In other words, many of those who vote for the right do so only because they mistakenly believe the particular right they vote for to be far, far more to the left than it is; while there are no corresponding right-wing voters (or only an insignificantly tiny number) who mistakenly vote for the left because they overestimate how far to the right it is.
It would be interesting to see similar research from the UK.
Posted by: Boursin | May 06, 2013 at 07:00 PM
"preferences for the existing order "...is their another "order" to turn to?....seems the preferences have set preferences for the ones that have no other set up preference to turn to...
Posted by: JStC | May 06, 2013 at 07:56 PM
I think you may be anthropomorphising the effect.
Rain is not an expression of the earth's power, it is an effect of the operation of the system.

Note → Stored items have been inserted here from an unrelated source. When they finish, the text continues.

impl<'a> ChunkMerger<'a> {
    /// Merges every series in the batch list across the whole working set.
    pub fn merge_series(&self, all_series: &[SeriesPath]) -> Result<(), MergeError> {
        for seq in self.resource.seq_files() {
            self.context.init_file(seq.id())?;
        }
        for group in split_by_device(all_series) {
            for batch in group.chunks(self.concurrent_merge_series_num.max(1)) {
                if self.cancel.load(Ordering::Relaxed) {
                    return Err(MergeError::Cancelled);
                }
                self.merge_batch(batch)?;
            }
        }
        Ok(())
    }

    fn merge_batch(&self, batch: &[SeriesPath]) -> Result<(), MergeError> {
        self.journal
            .lock()?
            .log(&JournalEntry::TsStart { series: batch.to_vec() })?;

        let unseq_readers = self.resource.unseq_readers(batch)?;
        let mut states: Vec<Option<SeriesMergeState>> = Vec::with_capacity(batch.len());
        for (series, unseq) in batch.iter().zip(unseq_readers) {
            let data_type = self.resource.data_type(series)?;
            let out_version = unseq.max_version();
            states.push(Some(SeriesMergeState {
                series: series.clone(),
                data_type,
                unseq,
                out_version,
            }));
        }

        let seq_files: Vec<Arc<Segment>> = self.resource.seq_files().to_vec();
        for (i, seq) in seq_files.iter().enumerate() {
            let is_last_file = i + 1 == seq_files.len();
            self.merge_batch_one_file(seq, is_last_file, &mut states)?;
        }
        if seq_files.is_empty() {
            self.drain_unseq_only(&mut states)?;
        }

        self.journal.lock()?.log(&JournalEntry::TsEnd)?;
        Ok(())
    }

    /// With an empty sequence working set (unsequence level promotion) the
    /// whole stream goes straight into the single output.
    fn drain_unseq_only(
        &self,
        states: &mut [Option<SeriesMergeState>],
    ) -> Result<(), MergeError> {
        let MergeOutputMode::Single(writer) = &self.output else {
            return Ok(());
        };
        for slot in states.iter_mut() {
            if self.cancel.load(Ordering::Relaxed) {
                return Err(MergeError::Cancelled);
            }
            let Some(state) = slot.as_mut() else { continue };
            let mut buffer: Vec<TimeValuePair> = Vec::new();
            loop {
                let point = match state.unseq.current() {
                    Some(p) => p.clone(),
                    None => break,
                };
                state.unseq.advance();
                buffer.push(point);
                let full = self.min_chunk_point_num > 0
                    && buffer.len() as i64 >= self.min_chunk_point_num;
                if full || state.unseq.current().is_none() {
                    let points = std::mem::take(&mut buffer);
                    self.context.inc_points_written(points.len() as u64);
                    let mut w = writer.lock()?;
                    w.append_points(
                        &state.series,
                        state.data_type,
                        state.out_version,
                        &points,
                    )?;
                    drop(w);
                    self.context.inc_chunks_written();
                }
            }
        }
        Ok(())
    }

    fn merge_batch_one_file(
        &self,
        seq: &Arc<Segment>,
        is_last_file: bool,
        states: &mut [Option<SeriesMergeState>],
    ) -> Result<(), MergeError> {
        let device = match states.iter().flatten().next() {
            Some(state) => state.series.device.clone(),
            None => return Ok(()),
        };
        let device_range = seq.device_range(&device);
        if device_range.is_none() && !is_last_file {
            return Ok(());
        }

        // Gather this file's chunk lists and apply its tombstones.
        let mut work_items: Vec<(usize, Vec<ChunkMetadata>)> = Vec::new();
        for (idx, slot) in states.iter_mut().enumerate() {
            let Some(state) = slot.as_mut() else { continue };
            let tombstones = self.resource.modifications(seq, &state.series)?;
            let mut metas = self.resource.chunk_metadata(&state.series, seq)?;
            for meta in metas.iter_mut() {
                for t in &tombstones {
                    if t.version > meta.version && t.end_time > meta.deleted_at {
                        meta.deleted_at = t.end_time;
                    }
                }
            }
            // A series absent from the last file but with pending unsequence
            // data still needs a chunk there.
            if metas.is_empty() && !(is_last_file && state.unseq.current().is_some()) {
                continue;
            }
            work_items.push((idx, metas));
        }
        if work_items.is_empty() {
            return Ok(());
        }

        // Unsequence points earlier than the device's recorded start pull the
        // committed descriptor's min time down.
        let mut pulled_min = device_range.map(|(min, _)| min);
        for (idx, _) in &work_items {
            if let Some(state) = states[*idx].as_ref() {
                if let Some(tv) = state.unseq.current() {
                    pulled_min = Some(match pulled_min {
                        Some(min) => min.min(tv.timestamp),
                        None => tv.timestamp,
                    });
                }
            }
        }

        let writer = match &self.output {
            MergeOutputMode::PerSeqFile => self.resource.temp_writer(seq)?,
            MergeOutputMode::Single(w) => w.clone(),
        };
        let reader = self.resource.reader(seq)?;
        let provider = ChunkProvider::new(reader);

        // Round-robin the batch across sub-workers; each series belongs to
        // exactly one worker.
        let sub_tasks = self.sub_task_num.max(1);
        let mut workers: Vec<SubWorker> = (0..sub_tasks.min(work_items.len()))
            .map(|_| SubWorker::new())
            .collect();
        let worker_count = workers.len();
        for (i, (idx, metas)) in work_items.into_iter().enumerate() {
            let state = states[idx]
                .take()
                .ok_or_else(|| MergeError::Internal("series state taken twice".to_string()))?;
            workers[i % worker_count].series.push(SeriesWork {
                slot: idx,
                state,
                metas,
                pos: 0,
                pt_written: 0,
                buffer: Vec::new(),
            });
        }

        let merged = AtomicU64::new(0);
        let unmerged = AtomicU64::new(0);
        let shared = FileMergeShared {
            merger: self,
            provider: &provider,
            writer: &writer,
            seq_id: seq.id(),
            seq_path: seq.path(),
            is_last_file,
            merged: &merged,
            unmerged: &unmerged,
        };

        self.pool.scope(|scope| {
            for worker in workers.iter_mut() {
                let shared = &shared;
                scope.spawn(move |_| {
                    let result = worker.run(shared);
                    worker.result = result;
                });
            }
        });

        // Hand the series states back for the next file, surfacing the first
        // worker error.
        let mut first_error = None;
        for worker in workers {
            if let Err(e) = worker.result {
                if first_error.is_none() {
                    first_error = Some(e);
                }
            }
            for work in worker.series {
                states[work.slot] = Some(work.state);
            }
        }
        if let Some(e) = first_error {
            return Err(e);
        }

        self.context.add_merged_chunks(seq.id(), merged.load(Ordering::Relaxed))?;
        self.context
            .add_unmerged_chunks(seq.id(), unmerged.load(Ordering::Relaxed))?;

        if merged.load(Ordering::Relaxed) > 0 {
            let (path, position) = {
                let mut w = writer.lock()?;
                w.sync()?;
                (w.path().to_path_buf(), w.position())
            };
            self.journal
                .lock()?
                .log(&JournalEntry::FilePosition { file: path, offset: position })?;

            if matches!(self.output, MergeOutputMode::PerSeqFile) {
                if let (Some(min), Some(_)) = (pulled_min, device_range) {
                    seq.update_descriptor(|d| d.pull_down_start_time(&device, min));
                }
            }
        }
        Ok(())
    }
}

struct SeriesMergeState {
    series: SeriesPath,
    data_type: DataType,
    unseq: UnseqPointReader,
    out_version: i64,
}

struct SeriesWork {
    slot: usize,
    state: SeriesMergeState,
    metas: Vec<ChunkMetadata>,
    pos: usize,
    pt_written: u64,
    buffer: Vec<TimeValuePair>,
}

/// Everything a sub-worker needs for one (file, batch) pass.
struct FileMergeShared<'s, 'a> {
    merger: &'s ChunkMerger<'a>,
    provider: &'s ChunkProvider,
    writer: &'s Arc<Mutex<SegmentWriter>>,
    seq_id: u64,
    seq_path: std::path::PathBuf,
    is_last_file: bool,
    merged: &'s AtomicU64,
    unmerged: &'s AtomicU64,
}

struct SubWorker {
    series: Vec<SeriesWork>,
    result: Result<(), MergeError>,
}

Not many (if any) capitalists takes an action with the intention of preserving inequality - I may be wrong, but I think they would say they are just following the dictates of the market.
To be fair, you do tread around the concept - using the word endogenous, but personalising it and then labeling the group behavior as 'endogenous and not fully rational' only takes you so far.
I can think of 3 reasons
1 - Under non-capitalist systems, inequality is actually greater
2 - Under non-capitalist systems, the individual may have a lower standard of living.
3 - You do not trust those who say they wish to make this change for you.
Not saying these are true or not, just that if you believed them - and there is no evidence to the contrary presented to you - your preference is rational.
Posted by: andrew | May 06, 2013 at 10:37 PM
Voting behavior is basically always irrational, even when all voters are individually perfectly rational. This is the Arrow Impossibility Theorem. One implication of the theorem is that a polity's revealed preferences can be manipulated by altering the voting system--pooled elections generate different preferences than run-off elections. Multi-party systems generate different preferences than two-party systems. Single-member districts generate different preferences than proportional representation. That is, whoever designs the election system also decides the outcome of the election (within reason--optimal voting strategies will rule out extreme candidates).
This also applies within the legislature. Consider for example efforts to amend Obamacare in the US so that it no longer included the insurance mandate. Voting rules in congress let committee chairs hold votes on the bill as a whole without voting separately on each line of the bill. Had the mandate portion of the bill been held to a vote separately, it would clearly have failed to pass, and without that provision, the Obamacare bill as a whole would have failed to pass as well. But since the voting system was designed to exclude the possibility of voting on the mandate separately from the bill, it passed.
So the simple answer is that polities support capitalism because capitalists designed the voting rules.